Una situazione di grande incertezza sul futuro industriale dell’ex petrolchimico, dunque, che coinvolge le organizzazioni sindacali che operano nel Sassarese. «Noi non avevamo sottoscritto quell’accordo – ricorda il segretario Filctem Cgil Gianfranco Murtinu - perché non garantiva copertura a tutti i lavoratori. Quel Piano di trasformazione porta infatti avanti progetti di dismissione di Eni dalla chimica di base italiana e al suo interno manca totalmente il sito di Porto Torres, sia nella parte che riguarda la chimica di base, cioè le gomme, ma soprattutto per quel che riguarda gli investimenti sulla chimica verde. Allora dissi: se fosse vero che quel Piano punta alle rinnovabili, ci dovrebbero essere gli investimenti per Porto Torres che è il più grande sito chimico d’Europa. Questo non è accaduto, perché Eni vuole azzerare la chimica di base e uscire dal comparto. A pezzo a pezzo, purtroppo, lo sta facendo».

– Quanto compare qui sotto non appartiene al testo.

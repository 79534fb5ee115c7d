//! A single queue subscription and its message processing loop.

use crate::broker::{DeliveryStream, Subscriber};
use crate::delivery::Delivery;
use crate::error::MqError;
use crate::handler::{self, DeliveryHandler};
use futures_util::StreamExt;
use std::sync::Arc;
use tokio::task::JoinHandle;

/// Consumes one queue under one consumer tag.
///
/// Deliveries are handled one at a time, in the order the broker sends them.
/// Every delivery is settled exactly once: acked when the handler succeeds,
/// nacked without requeue when it fails or panics.
pub struct Worker<C> {
    handler: Arc<dyn DeliveryHandler>,
    channel: C,
    queue: String,
    consumer_tag: String,
}

impl<C: Subscriber + 'static> Worker<C> {
    pub fn new(
        handler: Arc<dyn DeliveryHandler>,
        channel: C,
        queue: impl Into<String>,
        consumer_tag: impl Into<String>,
    ) -> Self {
        Self {
            handler,
            channel,
            queue: queue.into(),
            consumer_tag: consumer_tag.into(),
        }
    }

    pub fn queue(&self) -> &str {
        &self.queue
    }

    pub fn consumer_tag(&self) -> &str {
        &self.consumer_tag
    }

    /// Subscribes to the queue and spawns the processing loop.
    ///
    /// Fails if the subscription itself is refused (for example, the queue does
    /// not exist). Otherwise returns immediately; the loop runs until the
    /// delivery stream ends.
    pub async fn consume(self) -> Result<WorkerHandle, MqError> {
        let deliveries = self.channel.subscribe(&self.queue, &self.consumer_tag).await?;

        log::info!(
            "Consumer started with tag '{}' on queue '{}'. Waiting for messages...",
            self.consumer_tag,
            self.queue
        );

        let queue = self.queue.clone();
        let consumer_tag = self.consumer_tag.clone();
        let handle = tokio::spawn(self.run(deliveries));

        Ok(WorkerHandle { queue, consumer_tag, handle })
    }

    async fn run(self, mut deliveries: DeliveryStream) {
        while let Some(next) = deliveries.next().await {
            match next {
                Ok(delivery) => self.process(delivery).await,
                Err(e) => {
                    log::error!("Consumer '{}' lost its delivery stream: {}", self.consumer_tag, e);
                    break;
                }
            }
        }

        log::info!("Consumer '{}' on queue '{}' stopped.", self.consumer_tag, self.queue);
    }

    /// Handles one delivery and settles it.
    async fn process(&self, delivery: Delivery) {
        let delivery_tag = delivery.delivery_tag;

        match handler::invoke(self.handler.as_ref(), &delivery).await {
            Ok(()) => {
                if let Err(e) = delivery.ack().await {
                    log::error!("Failed to ack message. Tag: {}, Error: {}", delivery_tag, e);
                }
            }
            Err(e) => {
                log::error!(
                    "Failed to process message on '{}'. Tag: {}, Error: {}",
                    self.consumer_tag,
                    delivery_tag,
                    e
                );
                // Never requeue: a poison message would otherwise loop forever.
                if let Err(e) = delivery.nack(false).await {
                    log::error!("Failed to nack message. Tag: {}, Error: {}", delivery_tag, e);
                }
            }
        }
    }
}

/// A running worker. Completes once the worker's delivery stream has ended.
#[derive(Debug)]
pub struct WorkerHandle {
    queue: String,
    consumer_tag: String,
    handle: JoinHandle<()>,
}

impl WorkerHandle {
    pub fn queue(&self) -> &str {
        &self.queue
    }

    pub fn consumer_tag(&self) -> &str {
        &self.consumer_tag
    }

    pub fn is_finished(&self) -> bool {
        self.handle.is_finished()
    }

    /// Waits for the worker to stop.
    pub async fn stopped(self) {
        if let Err(e) = self.handle.await {
            log::error!("Consumer '{}' terminated abnormally: {}", self.consumer_tag, e);
        }
    }

    /// Stops the worker without waiting for the current delivery.
    pub fn abort(&self) {
        self.handle.abort();
    }
}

Per Davide Tilocca, Femca Cisl Sardegna, il tema legato al sito di Porto Torres deve essere affrontato nel breve: «Soprattutto nell’ottica di consolidare uno stabilimento in cui la riconversione è già iniziata e deve essere completata con anche nuovi sviluppi, coinvolgendo Eni anche con ragionamenti in materia di energia elettrica. Perché, ci piaccia o meno è una discussione che in Sardegna deve essere definita se si vorrà dare un principio di sviluppo a questa Regione. Manca il sito di Porto Torres come anche altri stabilimenti Versalis nella mappa presentata al Ministero sui siti interessati ai piani di riconversione. Cogliamo positivamente che in una situazione tragica per la chimica europea, l’Eni voglia procedere con metodiche diverse dal passato dove si ripianavano perdite e si chiudevano impianti».
Per il segretario Uiltec Uil, Giovanni Tavera, il piano di trasformazione di Versalis «deve comprendere la Sardegna in un’ottica di nuovi investimenti che diano completezza e peso industriale anche al sito Novamont di Porto Torres. Una posizione rimarcata ieri anche dalla segreteria generale della Uiltec, Daniela Piras, nel corso del tavolo di monitoraggio al Mimit e che rappresenta da anni un capo saldo delle rivendicazioni del Tips. Il quale ha posto il tema della chimica sostenibile di Novamont come volàno della ripresa del settore industriale del nord Sardegna. Senza una svolta sul tema energetico, con la riconversione a gas della centrale Ep di Fiumesanto, tutti i ragionamenti prospettati non avrebbero però seguìto industriale e produttivo».